The BMC plans to rejuvenate and beautify the four rivers of Mumbai-- Mithi River Dahisar River, Poisar River, Oshiwara-Walbhat river and develope them into tourist attractions. But expert’s question if BMC’s plan is really river rejuvenation.0 Himanshu Thakkar, Environmental activist and water expert and coordinator of South Asia Network on Dams, Rivers and People (SANDRP)-- an informal network of organizations and individuals working on issues related to the water sector-- has said that neither the BMC nor the state government seems to be serious about river rejuvenation.

"They first need to clarify their ideas on river rejuvenation. Secondly, the rivers in Mumbai have been channelised by constructing concrete walls, they have now become drainage channels. However, they cannot even function as drainage channels, with sewer and garbage. In the name of rejuvenation, the civic body has snapped all the connections of the rivers. There is no system to report the health of the rivers," Thakkar said.

According to Thakkar it is not enough to have technology and investment as boasted by the Mumbai civic body to rejuvenate the rivers but there is a need for serious efforts, accountability, and transparency. "There is a need for sewage treatment plants (STPs) with sufficient capacity. Again, the problem is most cities in India have STPs with sufficient capacity, however, many them are not functioning as required or violate the effluent discharge norms. It is high time that the Mumbai civic body understands the right way to carry out the rejuvenation. It is not enough to just commission and upgrade STPs, they need to have a process to ensure that these STPs are functioning as required."

Thakkar suggests that the Mumbai civic body should upload the statistics of the functioning of the STPs on its website daily along with the names of people in charge.

Map of Mumbai's rivers

Consequences of poor sewage management in the city and how it is affecting the water bodies

With this alarming situation of waterbodies in the financial capital, the BMC needs to rush with its rejuvenation project and upgrade the STPs as soon as possible, say environmentalists. However, the BMC on the other hand has estimated the upgradation of the six STPs will not be completed anytime before 2026 to 2027.

But the issue with effluent discharge and poor sewage management has an adverse impact on marine biodiversity and ecology. At places where dilution is not good, particularly in creeks at Malad and Thane, whatever biodiversity existed is all missing now. Discharge of raw and primary treated sewage is resulting in the growth of mangroves, which is a negative indicator in such places. Along with mangroves, there should also be an increase in the number of birds and fish, but this is not happening. Mangroves are growing because the nutrients of sewage are ideal for them. Sludge of sewage gives nutrients to the roots of mangroves.

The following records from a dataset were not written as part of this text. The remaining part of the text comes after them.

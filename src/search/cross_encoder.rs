//! ONNX cross-encoder relevance scorer (e.g. `ms-marco-MiniLM-L-6-v2`).

use std::path::Path;

use tracing::info;

use super::rerank::RelevanceScorer;
use crate::embedder::EmbedderError;
use crate::embedder::onnx::EncoderSession;
use crate::error::Result;

pub struct CrossEncoderScorer {
    encoder: EncoderSession,
}

impl CrossEncoderScorer {
    pub fn new(model_dir: &Path) -> Result<Self> {
        let encoder = EncoderSession::load(model_dir)?;
        info!("Cross-encoder loaded from {}", model_dir.display());
        Ok(Self { encoder })
    }
}

/// Relevance logit from a `[1, labels]` output: the single logit of a
/// regression head, or the positive class of a two-label head.
fn relevance_logit(shape: &[i64], logits: &[f32]) -> std::result::Result<f32, EmbedderError> {
    let labels = shape.last().copied().unwrap_or(1).max(1) as usize;
    logits
        .get(labels - 1)
        .copied()
        .ok_or_else(|| EmbedderError::InferenceFailed("cross-encoder returned no logits".into()))
}

impl RelevanceScorer for CrossEncoderScorer {
    fn score(&self, query: &str, passages: &[&str]) -> Result<Vec<f32>> {
        let mut scores = Vec::with_capacity(passages.len());
        for passage in passages {
            let tokens = self
                .encoder
                .tokenizer()
                .tokenize_pair(query, &format!("passage: {passage}"))?;
            let (shape, logits) = self.encoder.run(&tokens)?;
            scores.push(relevance_logit(&shape, &logits)?);
        }
        Ok(scores)
    }
}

"While the BMC has been always advocating that they have been putting in all efforts to rejuvenate rivers, the civic body was openly dumping hazardous waste, cement slurry into the creeks causing irreparable ecological and environmental damage. We have even photos and videos showing this," said Stalin D director of Vanshakti. NGO Vanshakti has been writing to the chief minister seeking immediate action from the state government in the matter several times.

The photos and videos submitted by the NGO Vanashakti to MPCB and chief ministers officer last month show two instances one in Wadala and another in Bhandup where BMC owned tankers discharging waste into creeks. However, this was not the first time BMC has been accused of disposing and discharging waste in the creeks, mangroves.

In January 2012, the Bombay High Court (HC) had rapped the Mumbai civic body and ordered them to stop dumping solid waste in the Thane creek, adjoining Kopri. The order was given when the court was hearing a Public Interest Litigation (PIL), filed by Vanashakti, challenging the conversion of land (which falls under CRZ-1) into an SEZ for a proposed I-T park.

Meanwhile, creeks in Versova and Malad on the west coast are also being used to dump raw sewage too. "The scary part here is that pollution is not only making Mumbai’s beaches unsafe for swimming but also contaminates the seas enough to make it unfit for fishing too. The marine biodiversity is almost non-existent and one only gets to see some kind of marine creatures during monsoon. Which is a very sorry state," a marine Biologist from Central Marine Fisheries Research Institute (CMFRI).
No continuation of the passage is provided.